Re: [RFC PATCH] x86: prevent gcc from emitting rep movsq/stosq for inlined ops
From: Mateusz Guzik
Date: Wed Apr 02 2025 - 12:31:00 EST
On Wed, Apr 2, 2025 at 6:22 PM Linus Torvalds
<torvalds@xxxxxxxxxxxxxxxxxxxx> wrote:
>
> On Wed, 2 Apr 2025 at 06:42, Mateusz Guzik <mjguzik@xxxxxxxxx> wrote:
> >
> >
> > +ifdef CONFIG_CC_IS_GCC
> > +#
> > +# Inline memcpy and memset handling policy for gcc.
> > +#
> > +# For ops of sizes known at compilation time it quickly resorts to issuing rep
> > +# movsq and stosq. On most uarchs rep-prefixed ops have a significant startup
> > +# latency and it is faster to issue regular stores (even if in loops) to handle
> > +# small buffers.
> > +#
> > +# This of course comes at an expense in terms of i-cache footprint. bloat-o-meter
> > +# reported 0.23% increase for enabling these.
> > +#
> > +# We inline up to 256 bytes, which in the best case issues few movs, in the
> > +# worst case creates a 4 * 8 store loop.
> > +#
> > +# The upper limit was chosen semi-arbitrarily -- uarchs wildly differ between a
> > +# threshold past which a rep-prefixed op becomes faster, 256 being the lowest
> > +# common denominator.
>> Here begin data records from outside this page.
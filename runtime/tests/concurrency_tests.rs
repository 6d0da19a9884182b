//! Concurrent redemption, deletion and issuance.

#![allow(clippy::unwrap_used, clippy::expect_used, clippy::panic)] // Test code can use unwrap/expect/panic

mod common;

use common::Harness;
use futures::future::join_all;
use std::sync::Arc;
use voucher_core::{RedeemRequest, VoucherError, VoucherStatus};

#[tokio::test(flavor = "multi_thread", worker_threads = 4)]
async fn test_same_code_redeemed_exactly_once() {
    let h = Arc::new(Harness::new());
    let (batch, vouchers) = h.issue("contested", 1).await;
    let code = vouchers[0].code.clone();

    let handles: Vec<_> = (0..20)
        .map(|i| {
            let h = Arc::clone(&h);
            let code = code.clone();
            tokio::spawn(async move {
                h.engine
                    .redeem(RedeemRequest::new(code, format!("user{i:02}"), "password1"))
                    .await
            })
        })
        .collect();

    let results: Vec<_> = join_all(handles)
        .await
        .into_iter()
        .map(|joined| joined.unwrap())
        .collect();

    let winners = results.iter().filter(|r| r.is_ok()).count();
    assert_eq!(winners, 1, "exactly one redemption must win: {results:?}");
    for result in results.iter().filter(|r| r.is_err()) {
        assert_eq!(
            result.as_ref().unwrap_err(),
            &VoucherError::VoucherNotAvailable {
                status: VoucherStatus::Used
            }
        );
    }

    assert_eq!(h.store.accounts().len(), 1);
    assert_eq!(h.store.batch(batch.id).unwrap().used_count, 1);
}

#[tokio::test(flavor = "multi_thread", worker_threads = 4)]
async fn test_used_count_matches_used_vouchers_under_load() {
    let h = Arc::new(Harness::new());
    let (batch, vouchers) = h.issue("busy", 30).await;

    // Every code is attempted twice, from different users.
    let handles: Vec<_> = vouchers
        .iter()
        .flat_map(|v| [(v.code.clone(), 0), (v.code.clone(), 1)])
        .enumerate()
        .map(|(i, (code, _))| {
            let h = Arc::clone(&h);
            tokio::spawn(async move {
                h.engine
                    .redeem(RedeemRequest::new(code, format!("load{i:03}"), "password1"))
                    .await
            })
        })
        .collect();

    let successes = join_all(handles)
        .await
        .into_iter()
        .filter(|joined| joined.as_ref().is_ok_and(Result::is_ok))
        .count();

    let stored = h.store.vouchers_of(batch.id);
    let used = stored
        .iter()
        .filter(|v| v.status == VoucherStatus::Used)
        .count();
    assert_eq!(successes, 30);
    assert_eq!(used, 30);
    assert_eq!(
        usize::try_from(h.store.batch(batch.id).unwrap().used_count).unwrap(),
        used
    );
    assert!(stored.iter().all(|v| v.user_id.is_some() == v.redeemed_at.is_some()));
}

#[tokio::test(flavor = "multi_thread", worker_threads = 4)]
async fn test_delete_and_redeem_race_keeps_invariant() {
    for round in 0..10 {
        let h = Arc::new(Harness::new());
        let (batch, vouchers) = h.issue(&format!("race{round}"), 1).await;
        let code = vouchers[0].code.clone();

        let redeem = {
            let h = Arc::clone(&h);
            tokio::spawn(async move {
                h.engine
                    .redeem(RedeemRequest::new(code, "racer", "password1"))
                    .await
            })
        };
        let delete = {
            let h = Arc::clone(&h);
            tokio::spawn(async move { h.engine.delete_batch(batch.id).await })
        };

        let redeemed = redeem.await.unwrap();
        let deleted = delete.await.unwrap();

        match (&redeemed, &deleted) {
            (Ok(_), Err(VoucherError::BatchInUse { used: 1 })) => {
                let stored = h.store.batch(batch.id).unwrap();
                assert!(stored.deleted_at.is_none());
                assert_eq!(stored.used_count, 1);
            }
            (Err(VoucherError::VoucherNotFound), Ok(())) => {
                assert!(h.store.accounts().is_empty());
                assert!(h.store.batch(batch.id).unwrap().deleted_at.is_some());
            }
            other => panic!("unexpected outcome: {other:?}"),
        }
    }
}

#[tokio::test(flavor = "multi_thread", worker_threads = 4)]
async fn test_concurrent_issue_with_same_name() {
    let h = Arc::new(Harness::new());

    let handles: Vec<_> = (0..5)
        .map(|_| {
            let h = Arc::clone(&h);
            tokio::spawn(async move { h.engine.issue_batch(h.batch_request("launch", 10)).await })
        })
        .collect();

    let results: Vec<_> = join_all(handles)
        .await
        .into_iter()
        .map(|joined| joined.unwrap())
        .collect();

    assert_eq!(results.iter().filter(|r| r.is_ok()).count(), 1);
    assert!(results.iter().filter_map(|r| r.as_ref().err()).all(|e| matches!(
        e,
        VoucherError::BatchNameExists { name } if name == "launch"
    )));
    assert_eq!(h.store.batch_count(), 1);
    assert_eq!(h.store.voucher_count(), 10);
}
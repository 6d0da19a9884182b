//! # Voucher Testing
//!
//! Testing utilities for the voucher engine.
//!
//! This crate provides:
//! - Deterministic clocks ([`FixedClock`], [`MockClock`])
//! - [`InMemoryVoucherStore`], a row-locking store with failure injection
//! - Fixtures for profiles and batch requests
//! - Property-based testing strategies
//! - Tracing setup for tests
//!
//! ## Example
//!
//! ```ignore
//! use voucher_runtime::VoucherEngine;
//! use voucher_testing::{InMemoryVoucherStore, fixtures, test_clock};
//!
//! #[tokio::test]
//! async fn test_issue() {
//!     let store = InMemoryVoucherStore::new();
//!     let profile_id = store.insert_profile(fixtures::profile(1));
//!     let clock = test_clock();
//!     let engine = VoucherEngine::with_clock(store.clone(), clock.clone());
//!
//!     let batch = engine
//!         .issue_batch(fixtures::new_batch("promo", profile_id, 5, clock.now()))
//!         .await
//!         .unwrap();
//!     assert_eq!(store.vouchers_of(batch.id).len(), 5);
//! }
//! ```

use chrono::{DateTime, Utc};
use voucher_core::environment::Clock;

/// In-memory voucher store
pub mod memory;

/// Mock implementations of injected dependencies.
pub mod mocks {
    use super::{Clock, DateTime, Utc};
    use std::sync::Arc;
    use std::sync::atomic::{AtomicI64, Ordering};

    /// Fixed clock for deterministic tests
    ///
    /// Always returns the same time, making tests reproducible.
    ///
    /// # Example
    ///
    /// ```
    /// use voucher_testing::mocks::FixedClock;
    /// use voucher_core::environment::Clock;
    /// use chrono::Utc;
    ///
    /// let clock = FixedClock::new(Utc::now());
    /// assert_eq!(clock.now(), clock.now());
    /// ```
    #[derive(Debug, Clone)]
    pub struct FixedClock {
        time: DateTime<Utc>,
    }

    impl FixedClock {
        /// Create a new fixed clock with the given time
        #[must_use]
        pub const fn new(time: DateTime<Utc>) -> Self {
            Self { time }
        }
    }

    impl Clock for FixedClock {
        fn now(&self) -> DateTime<Utc> {
            self.time
        }
    }

    /// Clock that tests can move forward.
    ///
    /// Clones share the same time, so a test can keep a handle after
    /// handing one to the engine. Precision is one millisecond.
    ///
    /// # Example
    ///
    /// ```
    /// use voucher_testing::mocks::MockClock;
    /// use voucher_core::environment::Clock;
    /// use chrono::Duration;
    ///
    /// let clock = MockClock::new(chrono::Utc::now());
    /// let before = clock.now();
    /// clock.advance(Duration::days(1));
    /// assert_eq!(clock.now() - before, Duration::days(1));
    /// ```
    #[derive(Debug, Clone)]
    pub struct MockClock {
        millis: Arc<AtomicI64>,
    }

    impl MockClock {
        /// Create a clock starting at `time`.
        #[must_use]
        pub fn new(time: DateTime<Utc>) -> Self {
            Self {
                millis: Arc::new(AtomicI64::new(time.timestamp_millis())),
            }
        }

        /// Jump to `time`.
        pub fn set(&self, time: DateTime<Utc>) {
            self.millis.store(time.timestamp_millis(), Ordering::SeqCst);
        }

        /// Move forward by `by`.
        pub fn advance(&self, by: chrono::Duration) {
            self.millis.fetch_add(by.num_milliseconds(), Ordering::SeqCst);
        }
    }

    impl Clock for MockClock {
        fn now(&self) -> DateTime<Utc> {
            DateTime::from_timestamp_millis(self.millis.load(Ordering::SeqCst)).unwrap_or_default()
        }
    }

    /// Create a default clock for tests (2025-01-01 00:00:00 UTC)
    ///
    /// # Panics
    ///
    /// This function will panic if the hardcoded timestamp fails to parse,
    /// which should never happen in practice.
    #[must_use]
    #[allow(clippy::expect_used)]
    pub fn test_clock() -> MockClock {
        MockClock::new(
            DateTime::parse_from_rfc3339("2025-01-01T00:00:00Z")
                .expect("hardcoded timestamp should always parse")
                .with_timezone(&Utc),
        )
    }
}

/// Fixtures for common test data.
pub mod fixtures {
    use super::{DateTime, Utc};
    use chrono::Duration;
    use voucher_core::{BillingProfile, NewBatch, NodeId, ProfileId};

    /// A billing profile with distinctive network attributes.
    #[must_use]
    pub fn profile(id: i64) -> BillingProfile {
        BillingProfile {
            id: ProfileId(id),
            name: format!("profile-{id}"),
            addr_pool: "pool-a".to_string(),
            active_num: 2,
            up_rate: 1024,
            down_rate: 4096,
            domain: "isp.example".to_string(),
            bind_mac: true,
            bind_vlan: false,
        }
    }

    /// A batch request expiring 90 days after `now`, with no prefix,
    /// default code length and no post-redemption validity window.
    #[must_use]
    pub fn new_batch(
        name: &str,
        profile_id: ProfileId,
        total_count: i32,
        now: DateTime<Utc>,
    ) -> NewBatch {
        NewBatch {
            name: name.to_string(),
            node_id: NodeId(1),
            profile_id,
            total_count,
            expire_time: now + Duration::days(90),
            valid_days: 0,
            prefix: String::new(),
            code_length: 10,
            status: None,
            remark: String::new(),
        }
    }
}

/// Property-based testing strategies using proptest.
pub mod properties {
    use proptest::prelude::*;

    /// Valid code prefixes, in mixed case.
    pub fn prefix() -> impl Strategy<Value = String> {
        "[a-zA-Z0-9]{0,10}"
    }

    /// Valid code lengths.
    pub fn code_length() -> impl Strategy<Value = i32> {
        6i32..=32
    }

    /// Small batch sizes.
    pub fn small_count() -> impl Strategy<Value = i32> {
        1i32..=50
    }
}

/// Install a `tracing` subscriber for tests.
///
/// Honours `RUST_LOG` and writes through the test harness's captured
/// output. Safe to call from every test.
pub fn init_tracing() {
    let _ = tracing_subscriber::fmt()
        .with_env_filter(
            tracing_subscriber::EnvFilter::try_from_default_env()
                .unwrap_or_else(|_| tracing_subscriber::EnvFilter::new("warn")),
        )
        .with_test_writer()
        .try_init();
}

pub use memory::{FailPoint, InMemoryTransaction, InMemoryVoucherStore};
pub use mocks::{FixedClock, MockClock, test_clock};
use crate::metrics::VoucherMetrics;
use crate::retry::retry_conflicts;
use crate::{VoucherEngine, finish};
use chrono::{DateTime, Utc};
use rand::rngs::OsRng;
use std::collections::HashSet;
use std::time::Instant;
use voucher_core::code::{CodeFormat, CodeSet};
use voucher_core::{
    Clock, NewBatch, NewVoucher, Result, VoucherBatch, VoucherError, VoucherStore,
    VoucherTransaction,
};

/// Outcome of one issuance attempt.
struct Issued {
    batch: VoucherBatch,
    inserted: u64,
    collisions: usize,
}

impl<S: VoucherStore, C: Clock> VoucherEngine<S, C> {
    /// Issue a batch together with `total_count` unique vouchers.
    ///
    /// The batch row and every voucher are written in one transaction. Codes
    /// are drawn from a secure RNG, checked against storage chunk by chunk
    /// and inserted in chunks of `insert_chunk_size`. Any failure rolls the
    /// whole batch back.
    ///
    /// # Errors
    ///
    /// - [`VoucherError::Validation`] for out-of-range fields
    /// - [`VoucherError::ProfileNotFound`] for an unknown billing profile
    /// - [`VoucherError::BatchNameExists`] for a duplicate live batch name
    /// - [`VoucherError::GenerationExhausted`] if unique codes ran out
    /// - storage errors from the store
    #[tracing::instrument(
        skip(self, request),
        fields(name = %request.name, total_count = request.total_count, code_prefix = %request.prefix)
    )]
    pub async fn issue_batch(&self, request: NewBatch) -> Result<VoucherBatch> {
        let started = Instant::now();
        let request = &request.normalize(self.config.default_code_length)?;

        let result = retry_conflicts(&self.config.conflict_retry, || async move {
            let now = self.clock.now();
            let mut tx = self.store.begin().await?;
            let result = self.issue_in(&mut tx, request, now).await;
            finish(tx, result).await
        })
        .await;

        match result {
            Ok(issued) => {
                tracing::info!(
                    batch_id = %issued.batch.id,
                    vouchers = issued.inserted,
                    collisions = issued.collisions,
                    "Voucher batch issued"
                );
                VoucherMetrics::record_issue(issued.inserted, issued.collisions, started.elapsed());
                Ok(issued.batch)
            }
            Err(err) => {
                tracing::warn!(error = %err, code = err.code(), "Voucher batch issuance failed");
                VoucherMetrics::record_issue_failure(&err);
                Err(err)
            }
        }
    }

    async fn issue_in(
        &self,
        tx: &mut S::Tx,
        request: &NewBatch,
        now: DateTime<Utc>,
    ) -> Result<Issued> {
        if tx.get_profile(request.profile_id).await?.is_none() {
            return Err(VoucherError::ProfileNotFound(request.profile_id));
        }
        if tx.find_batch_by_name(&request.name).await?.is_some() {
            return Err(VoucherError::BatchNameExists {
                name: request.name.clone(),
            });
        }

        let batch = tx.insert_batch(request, now).await?;

        let requested = to_usize("total_count", batch.total_count)?;
        let length = to_usize("code_length", batch.code_length)?;
        let mut codes = CodeSet::new(
            CodeFormat::new(&batch.prefix, length),
            requested,
            self.config.code_retry_factor,
        );
        let chunk_size = self.config.insert_chunk_size.max(1);

        loop {
            let added = codes.fill(&mut OsRng)?;
            if added.is_empty() {
                break;
            }

            let mut taken = HashSet::new();
            for chunk in added.chunks(chunk_size) {
                taken.extend(tx.existing_codes(chunk).await?);
            }
            if taken.is_empty() {
                break;
            }

            tracing::debug!(
                batch_id = %batch.id,
                collisions = taken.len(),
                "Generated codes already stored, drawing replacements"
            );
            codes.reject(taken.iter());
        }

        let collisions = codes.collisions();
        let vouchers: Vec<NewVoucher> = codes
            .into_codes()
            .into_iter()
            .map(|code| NewVoucher {
                batch_id: batch.id,
                code,
                password: None,
                profile_id: batch.profile_id,
                expire_time: Some(batch.expire_time),
                created_at: now,
            })
            .collect();

        let mut inserted = 0;
        for chunk in vouchers.chunks(chunk_size) {
            inserted += tx.insert_vouchers(chunk).await?;
        }

        if usize::try_from(inserted).ok() != Some(requested) {
            return Err(VoucherError::Storage(format!(
                "inserted {inserted} of {requested} vouchers"
            )));
        }

        Ok(Issued {
            batch,
            inserted,
            collisions,
        })
    }
}

fn to_usize(field: &'static str, value: i32) -> Result<usize> {
    usize::try_from(value).map_err(|_| VoucherError::validation(field, "must not be negative"))
}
Someone(tm) should revisit this from time to time.
> > +#
> > +KBUILD_CFLAGS += -mmemcpy-strategy=unrolled_loop:256:noalign,libcall:-1:noalign
> > +KBUILD_CFLAGS += -mmemset-strategy=unrolled_loop:256:noalign,libcall:-1:noalign
> > +endif
>
> Please make this a gcc bug-report instead - I really don't want to
> have random compiler-specific tuning options in the kernel.
>
> Because that whole memcpy-strategy thing is something that gets tuned
> by a lot of other compiler options (ie -march and different versions).
>
Ok.
--
Mateusz Guzik <mjguzik gmail.com>